Evrenin varlığını ve neden sonuç ilişkisini temel alan kozmolojik kanıt, her şeyin bir sebebi olduğu düşüncesinden hareketle bu zincirin ancak zorunlu bir varlıkla son bulabileceğini öne sürer. Bu argüman özellikle Thomas Aquinas'ın Beş Yolundan biri olarak geliştirilmiş, Leibniz tarafından yeterli neden ilkesiyle desteklenmiştir. Aristoteles'in ilk hareket ettirici kavramı ve İbn Sina'nın Vacibü’l Vücud anlayışı da bu düşünceyi güçlendiren önemli katkılardır.
Kozmolojik kanıt, evrenin varlığını açıklamak için nedensellik ilkesine dayanan bir argümandır. Bu görüşe göre var olan her şeyin bir nedeni olmalıdır ve bu nedenler zinciri sonsuza kadar geri gidemez. Bu yüzden kendiliğinden var olan başlangıçsız ve zorunlu bir varlık olması gerektiği ileri sürülür. Bu varlık genellikle Tanrı olarak tanımlanır.
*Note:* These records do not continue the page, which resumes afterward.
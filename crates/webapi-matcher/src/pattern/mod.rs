//! Type-token parsing.
//!
//! A type token is a string such as `@string@` optionally followed by a single
//! expander call, e.g. `@string@.maxLength(10)` or `@integer@.greaterThan(0)`.
//! The parser splits the token into its kind and an instantiated expander
//! looked up in an [`ExpanderRegistry`].

mod expander;

use crate::error::PatternError;
use once_cell::sync::Lazy;
use parking_lot::RwLock;
use regex::Regex;
use serde_json::Value;
use std::collections::HashMap;
use std::fmt;
use std::sync::Arc;

pub use expander::{
    length_of, Contains, EndsWith, ExpanderFactory, ExpanderRegistry, GreaterThan, InArray,
    IsEmpty, Length, LowerThan, MatchRegex, MaxLength, MinLength, NotEmpty, PatternExpander,
    StartsWith,
};

/// Matches the `@kind@` head of a token; the remainder holds expander calls.
static TOKEN_HEAD: Lazy<Regex> =
    Lazy::new(|| Regex::new(r"^@([A-Za-z_]+|\*|\.\.\.)@").expect("token regex is valid"));

/// Returns true if `pattern` is shaped like a type token: an `@name@` head
/// that is either the whole string or followed by a `.call(...)` suffix.
///
/// Token-shaped strings are never compared literally, so a malformed token
/// surfaces as an unsupported pattern instead of a silent equality check.
/// Strings such as `@bob@home` are plain text.
pub fn is_type_token(pattern: &str) -> bool {
    TOKEN_HEAD
        .find(pattern)
        .is_some_and(|head| matches!(pattern[head.end()..].chars().next(), None | Some('.')))
}

/// The `name` of a token-shaped `@name@...` string, without parsing its
/// expander.
pub fn token_kind(pattern: &str) -> Option<&str> {
    if !is_type_token(pattern) {
        return None;
    }
    TOKEN_HEAD
        .captures(pattern)
        .and_then(|caps| caps.get(1))
        .map(|kind| kind.as_str())
}

/// A parsed type token.
pub struct TypePattern {
    kind: String,
    expander: Option<Box<dyn PatternExpander>>,
}

impl TypePattern {
    /// The token kind without the surrounding `@` (e.g. `string`).
    pub fn kind(&self) -> &str {
        &self.kind
    }

    /// Check whether this token is of the given kind.
    pub fn is(&self, kind: &str) -> bool {
        self.kind == kind
    }

    /// The attached expander, if any.
    pub fn expander(&self) -> Option<&dyn PatternExpander> {
        self.expander.as_deref()
    }

    /// Apply the attached expander to `actual`. Tokens without an expander
    /// always pass.
    pub fn check_expander(&self, actual: &Value) -> Result<(), String> {
        match &self.expander {
            Some(expander) => expander.check(actual),
            None => Ok(()),
        }
    }
}

impl fmt::Debug for TypePattern {
    fn fmt(&self, f: &mut fmt::Formatter<'_>) -> fmt::Result {
        f.debug_struct("TypePattern")
            .field("kind", &self.kind)
            .field("expander", &self.expander.as_ref().map(|e| e.name()))
            .finish()
    }
}

/// Parser turning token strings into [`TypePattern`]s.
///
/// Successfully parsed tokens are cached by their source text, so a token
/// and its expander (a compiled regex, for instance) are built once per
/// parser.
#[derive(Debug, Default)]
pub struct PatternParser {
    expanders: ExpanderRegistry,
    cache: RwLock<HashMap<String, Arc<TypePattern>>>,
}

impl PatternParser {
    pub fn new(expanders: ExpanderRegistry) -> Self {
        Self {
            expanders,
            cache: RwLock::new(HashMap::new()),
        }
    }

    /// Parser with every built-in expander registered.
    pub fn standard() -> Self {
        Self::new(ExpanderRegistry::standard())
    }

    pub fn expanders(&self) -> &ExpanderRegistry {
        &self.expanders
    }

    /// Syntax check used by `can_match` implementations.
    pub fn is_valid(&self, pattern: &str) -> bool {
        self.parse(pattern).is_ok()
    }

    /// Number of cached tokens.
    pub fn cached(&self) -> usize {
        self.cache.read().len()
    }

    /// Parse a token string, reusing an earlier parse of the same text.
    pub fn parse(&self, pattern: &str) -> Result<Arc<TypePattern>, PatternError> {
        if let Some(token) = self.cache.read().get(pattern) {
            return Ok(token.clone());
        }

        let token = Arc::new(self.parse_uncached(pattern)?);
        self.cache
            .write()
            .entry(pattern.to_string())
            .or_insert_with(|| token.clone());
        Ok(token)
    }

    fn parse_uncached(&self, pattern: &str) -> Result<TypePattern, PatternError> {
        let caps = TOKEN_HEAD
            .captures(pattern)
            .ok_or_else(|| PatternError::Syntax(pattern.to_string()))?;
        let head = caps.get(0).map_or(0, |m| m.end());
        let kind = caps[1].to_string();

        let mut calls = split_calls(pattern, &pattern[head..])?;
        if calls.len() > 1 {
            return Err(PatternError::MultipleExpanders(pattern.to_string()));
        }

        let expander = match calls.pop() {
            Some((name, args)) => Some(self.expanders.build(&name, &args, pattern)?),
            None => None,
        };

        Ok(TypePattern { kind, expander })
    }
}

/// Split `.name(args).name(args)` into calls with parsed arguments.
fn split_calls(pattern: &str, rest: &str) -> Result<Vec<(String, Vec<Value>)>, PatternError> {
    let syntax = || PatternError::Syntax(pattern.to_string());
    let chars: Vec<char> = rest.chars().collect();
    let mut calls = Vec::new();
    let mut i = 0;

    while i < chars.len() {
        if chars[i] != '.' {
            return Err(syntax());
        }
        i += 1;

        let start = i;
        while i < chars.len() && (chars[i].is_ascii_alphanumeric() || chars[i] == '_') {
            i += 1;
        }
        if start == i || i >= chars.len() || chars[i] != '(' {
            return Err(syntax());
        }
        let name: String = chars[start..i].iter().collect();
        i += 1;

        // Scan to the closing parenthesis, skipping quoted sections.
        let args_start = i;
        let mut quote: Option<char> = None;
        while i < chars.len() {
            let c = chars[i];
            match quote {
                Some(_) if c == '\\' => i += 1,
                Some(q) if c == q => quote = None,
                Some(_) => {}
                None if c == '"' || c == '\'' => quote = Some(c),
                None if c == ')' => break,
                None => {}
            }
            i += 1;
        }
        if i >= chars.len() {
            return Err(syntax());
        }
        let raw: String = chars[args_start..i].iter().collect();
        i += 1;

        let args = parse_arguments(&name, &raw)?;
        calls.push((name, args));
    }

    Ok(calls)
}

/// Parse a comma separated argument list into JSON values.
fn parse_arguments(expander: &str, raw: &str) -> Result<Vec<Value>, PatternError> {
    let mut args = Vec::new();
    let mut current = String::new();
    let mut quote: Option<char> = None;
    let mut escaped = false;

    for c in raw.chars() {
        if escaped {
            current.push(c);
            escaped = false;
            continue;
        }
        match quote {
            Some(_) if c == '\\' => {
                current.push(c);
                escaped = true;
            }
            Some(q) if c == q => {
                current.push(c);
                quote = None;
            }
            Some(_) => current.push(c),
            None if c == '"' || c == '\'' => {
                current.push(c);
                quote = Some(c);
            }
            None if c == ',' => {
                args.push(parse_argument(expander, current.trim())?);
                current.clear();
            }
            None => current.push(c),
        }
    }

    if !current.trim().is_empty() || !args.is_empty() {
        args.push(parse_argument(expander, current.trim())?);
    }

    Ok(args)
}

fn parse_argument(expander: &str, raw: &str) -> Result<Value, PatternError> {
    let invalid = |reason: String| PatternError::InvalidArgument {
        expander: expander.to_string(),
        reason,
    };

    if raw.is_empty() {
        return Err(invalid("empty argument".to_string()));
    }

    let first = raw.chars().next().unwrap_or_default();
    if (first == '"' || first == '\'') && raw.len() >= 2 && raw.ends_with(first) {
        return Ok(Value::String(unescape(&raw[1..raw.len() - 1], first)));
    }

    match raw {
        "true" => return Ok(Value::Bool(true)),
        "false" => return Ok(Value::Bool(false)),
        "null" => return Ok(Value::Null),
        _ => {}
    }

    if let Ok(i) = raw.parse::<i64>() {
        return Ok(Value::from(i));
    }
    if let Ok(f) = raw.parse::<f64>() {
        if let Some(n) = serde_json::Number::from_f64(f) {
            return Ok(Value::Number(n));
        }
    }

    Err(invalid(format!("cannot parse '{raw}'")))
}

/// Only the quote character and backslash are unescaped; other escapes are
/// kept verbatim so regular expressions survive.
fn unescape(raw: &str, quote: char) -> String {
    let mut out = String::with_capacity(raw.len());
    let mut chars = raw.chars().peekable();
    while let Some(c) = chars.next() {
        if c == '\\' {
            match chars.peek() {
                Some(&next) if next == quote || next == '\\' => {
                    out.push(next);
                    chars.next();
                    continue;
                }
                _ => {}
            }
        }
        out.push(c);
    }
    out
}

#[cfg(test)]
mod tests {
    use super::*;
    use serde_json::json;

    #[test]
    fn test_parse_plain_token() {
        let parser = PatternParser::standard();
        let token = parser.parse("@string@").unwrap();
        assert!(token.is("string"));
        assert!(token.expander().is_none());
    }

    #[test]
    fn test_parse_token_with_expander() {
        let parser = PatternParser::standard();
        let token = parser.parse("@string@.length(3)").unwrap();
        assert_eq!(token.kind(), "string");
        assert_eq!(token.expander().map(|e| e.name()), Some("length"));
        assert!(token.check_expander(&json!("bob")).is_ok());
        assert!(token.check_expander(&json!("alice")).is_err());
    }

    #[test]
    fn test_parse_rejects_unknown_expander() {
        let parser = PatternParser::standard();
        let err = parser.parse("@string@.shout(1)").unwrap_err();
        assert!(matches!(err, PatternError::UnknownExpander { ref name, .. } if name == "shout"));
    }

    #[test]
    fn test_parse_rejects_multiple_expanders() {
        let parser = PatternParser::standard();
        let err = parser.parse("@string@.minLength(1).maxLength(3)").unwrap_err();
        assert!(matches!(err, PatternError::MultipleExpanders(_)));
    }

    #[test]
    fn test_parse_rejects_garbage_suffix() {
        let parser = PatternParser::standard();
        assert!(matches!(
            parser.parse("@string@foo"),
            Err(PatternError::Syntax(_))
        ));
        assert!(matches!(
            parser.parse("@string@.length(3"),
            Err(PatternError::Syntax(_))
        ));
        assert!(matches!(
            parser.parse("plain text"),
            Err(PatternError::Syntax(_))
        ));
    }

    #[test]
    fn test_parse_rejects_bad_argument() {
        let parser = PatternParser::standard();
        assert!(matches!(
            parser.parse("@string@.length(abc)"),
            Err(PatternError::InvalidArgument { .. })
        ));
        assert!(matches!(
            parser.parse("@string@.length(-1)"),
            Err(PatternError::InvalidArgument { .. })
        ));
    }

    #[test]
    fn test_quoted_arguments_keep_parentheses_and_commas() {
        let args = parse_arguments("contains", r#""a,b)", 'it\'s'"#).unwrap();
        assert_eq!(args, vec![json!("a,b)"), json!("it's")]);

        let parser = PatternParser::standard();
        let token = parser.parse(r#"@string@.contains("(x)")"#).unwrap();
        assert!(token.check_expander(&json!("f(x)")).is_ok());
    }

    #[test]
    fn test_regex_argument_escapes_survive() {
        let parser = PatternParser::standard();
        let token = parser.parse(r#"@string@.matchRegex("^\d+\.\d$")"#).unwrap();
        assert!(token.check_expander(&json!("12.5")).is_ok());
        assert!(token.check_expander(&json!("12x5")).is_err());
    }

    #[test]
    fn test_scalar_arguments() {
        assert_eq!(
            parse_arguments("x", "1, 2.5, true, null").unwrap(),
            vec![json!(1), json!(2.5), json!(true), Value::Null]
        );
        assert!(parse_arguments("x", "").unwrap().is_empty());
        assert!(parse_arguments("x", "1,").is_err());
    }

    #[test]
    fn test_parse_reuses_cached_token() {
        let parser = PatternParser::standard();
        let first = parser.parse(r#"@string@.matchRegex("^[a-z]+$")"#).unwrap();
        let second = parser.parse(r#"@string@.matchRegex("^[a-z]+$")"#).unwrap();
        assert!(Arc::ptr_eq(&first, &second));
        assert_eq!(parser.cached(), 1);

        assert!(parser.parse("@string@.shout(1)").is_err());
        assert_eq!(parser.cached(), 1);
    }

    #[test]
    fn test_token_kind() {
        assert_eq!(token_kind("@string@.length(3)"), Some("string"));
        assert_eq!(token_kind("@uuid@"), Some("uuid"));
        assert_eq!(token_kind("@bob@home"), None);
        assert_eq!(token_kind("plain"), None);
    }

    #[test]
    fn test_is_type_token() {
        assert!(is_type_token("@string@"));
        assert!(is_type_token("@*@"));
        assert!(is_type_token("@...@"));
        assert!(is_type_token("@string@.nope(1)"));
        assert!(!is_type_token("user@example.com"));
        assert!(!is_type_token("@ not a token"));
        assert!(!is_type_token("@bob@home"));
        assert!(!is_type_token("@string@ "));
        assert!(is_type_token("@strng@"));
    }
}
Bu kanıtın kökeni Antik Yunan felsefesine dayanır. Aristoteles hareket eden her şeyin bir hareket ettiriciye ihtiyacı olduğunu ve nihai olarak değişmeyen bir ilk hareket ettirici olması gerektiğini savunmuştur. Daha sonra İslam filozofu İbn Sina varlıkları zorunlu ve mümkün varlıklar olarak sınıflandırmış ve mümkün varlıkların var olabilmesi için zorunlu bir varlığın bulunması gerektiğini ileri sürmüştür.
Orta Çağ'da Thomas Aquinas kozmolojik kanıtı daha sistematik hale getirmiştir. Beş Yol adlı argümanlarından biri olarak sunduğu bu delil, hareket, nedensellik ve zorunlu varlık kavramları üzerine kuruludur. Aquinas'a göre evrenin ve içindeki her şeyin bir nedeni olduğu açıktır ve bu nedenler zinciri bir ilk nedene dayanmalıdır. Bu ilk neden, kendi varlığı başka bir şeye bağlı olmayan bir varlık olmalıdır.
Leibniz ise kozmolojik kanıtı yeterli neden ilkesiyle desteklemiştir. Ona göre her şeyin bir açıklaması olmalıdır ve evrenin varlığı da bir açıklama gerektirir. Bu açıklama kendiliğinden var olan ve başka bir şeye bağlı olmayan zorunlu bir varlık olmalıdır. Kozmolojik kanıt, tarih boyunca farklı filozoflar tarafından geliştirilmiş ve özellikle teist düşüncenin temel dayanaklarından biri olmuştur.
Kozmolojik kanıtın temelleri Antik Yunan felsefesine dayanır ve bu alandaki en önemli isimlerden biri Aristoteles’tir. O, evrendeki her hareketin bir nedeninin olması gerektiğini savunmuş ve bu nedenler zincirinin bir ilk hareket ettiriciye dayanması gerektiğini ileri sürmüştür. Aristoteles’e göre bu ilk hareket ettirici kendisi hareket etmeyen ama her şeyi harekete geçiren bir varlıktır.
İslam filozoflarından İbn Sina, kozmolojik kanıtı daha metafiziksel bir temele oturtmuştur. O, varlıkları zorunlu varlık ve mümkün varlık olarak ikiye ayırmış ve mümkün varlıkların var olabilmesi için bir zorunlu varlığa ihtiyaç duyduğunu belirtmiştir. Ona göre evrendeki her şey mümkün varlık olduğu için kendi başına var olamaz dolayısıyla var olmak için varlığı zorunlu olan bir varlığa dayanmalıdır.
Orta Çağ’da Thomas Aquinas, Aristoteles ve İbn Sina’nın görüşlerinden etkilenerek kozmolojik kanıtı Hristiyan teolojisi çerçevesinde geliştirmiştir. Aquinas’ın Beş Yol adlı argümanlarından biri kozmolojik kanıtın farklı yönlerini ele alır. Ona göre, evrendeki her şeyin bir nedeni vardır ve bu nedenler sonsuza kadar geri gidemez.
Yeni Çağ filozoflarından Leibniz, kozmolojik kanıtı yeterli neden ilkesiyle açıklamıştır. Ona göre, her şeyin bir varlık nedeni olmalıdır ve bu neden sonsuz bir nedensellik zinciri olamaz. Evrenin varlığı da bir açıklama gerektirir ve bu açıklama kendiliğinden var olan başka bir şeye bağlı olmayan zorunlu bir varlık olmalıdır.